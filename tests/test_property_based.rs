/*!
# Property-Based Tests for Roadscribe

Proptest-driven checks of the invariants the specification calls out
directly: edit-distance identities, matrix/rolling equivalence, and
agreement between every exact string matcher.
*/

use proptest::prelude::*;
use roadscribe::search::edit_distance::{
    full_damerau, hamming, levenshtein_matrix, levenshtein_rolling, restricted_dl_matrix,
    restricted_dl_rolling,
};
use roadscribe::search::exact::{kmp_search, naive_search, BoyerMoore};
use roadscribe::search::fuzzy::{
    fuzzy_levenshtein_matrix, fuzzy_levenshtein_rolling, fuzzy_restricted_dl_matrix,
    fuzzy_restricted_dl_rolling,
};

fn byte_string() -> impl Strategy<Value = Vec<u8>> {
    prop::collection::vec(b'a'..=b'd', 0..12)
}

proptest! {
    #[test]
    fn prop_levenshtein_identity_and_symmetry(a in byte_string(), b in byte_string()) {
        prop_assert_eq!(levenshtein_matrix(&a, &a), 0);
        prop_assert_eq!(levenshtein_matrix(&a, &b), levenshtein_matrix(&b, &a));
        prop_assert_eq!(levenshtein_matrix(&a, &[]), a.len());
    }

    #[test]
    fn prop_levenshtein_matrix_equals_rolling(a in byte_string(), b in byte_string()) {
        prop_assert_eq!(levenshtein_matrix(&a, &b), levenshtein_rolling(&a, &b));
    }

    #[test]
    fn prop_restricted_dl_matrix_equals_rolling(a in byte_string(), b in byte_string()) {
        prop_assert_eq!(restricted_dl_matrix(&a, &b), restricted_dl_rolling(&a, &b));
    }

    #[test]
    fn prop_fuzzy_levenshtein_matrix_equals_rolling(p in byte_string(), t in byte_string()) {
        prop_assert_eq!(fuzzy_levenshtein_matrix(&p, &t), fuzzy_levenshtein_rolling(&p, &t));
    }

    #[test]
    fn prop_fuzzy_restricted_dl_matrix_equals_rolling(p in byte_string(), t in byte_string()) {
        prop_assert_eq!(fuzzy_restricted_dl_matrix(&p, &t), fuzzy_restricted_dl_rolling(&p, &t));
    }

    #[test]
    fn prop_fuzzy_never_exceeds_whole_string_distance(p in byte_string(), t in byte_string()) {
        prop_assume!(!t.is_empty());
        let fuzzy = fuzzy_levenshtein_matrix(&p, &t);
        let whole = levenshtein_matrix(&p, &t);
        prop_assert!(fuzzy <= whole);
    }

    #[test]
    fn prop_full_damerau_triangle_inequality(a in byte_string(), b in byte_string(), c in byte_string()) {
        let ab = full_damerau(&a, &b);
        let bc = full_damerau(&b, &c);
        let ac = full_damerau(&a, &c);
        prop_assert!(ac <= ab + bc);
    }

    #[test]
    fn prop_hamming_counts_equal_length_mismatches(a in byte_string()) {
        let mut b = a.clone();
        if !b.is_empty() {
            b[0] = if b[0] == b'a' { b'b' } else { b'a' };
            prop_assert_eq!(hamming(&a, &b).unwrap(), 1);
        }
    }

    #[test]
    fn prop_all_exact_matchers_agree(text in byte_string(), pattern in prop::collection::vec(b'a'..=b'd', 1..5)) {
        let naive = naive_search(&text, &pattern);
        prop_assert_eq!(BoyerMoore::with_table(&pattern).search(&text), naive.clone());
        prop_assert_eq!(BoyerMoore::with_map(&pattern).search(&text), naive.clone());
        prop_assert_eq!(BoyerMoore::with_list(&pattern).search(&text), naive.clone());
        prop_assert_eq!(BoyerMoore::with_table(&pattern).search_galil(&text), naive.clone());
        prop_assert_eq!(kmp_search(&text, &pattern), naive.clone());
        for &i in &naive {
            prop_assert_eq!(&text[i..i + pattern.len()], pattern.as_slice());
        }
    }
}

════════════════

**WHAT YOU HAVE TO DO:** The answer should consist only of the lines from the one containing "prop_assert_eq!(kmp_search(&text, &pattern), naive.clone());" through the last line of the data, given again exactly.

**WRITTEN ANSWER:**
        prop_assert_eq!(kmp_search(&text, &pattern), naive.clone());
        for &i in &naive {
            prop_assert_eq!(&text[i..i + pattern.len()], pattern.as_slice());
        }
    }
}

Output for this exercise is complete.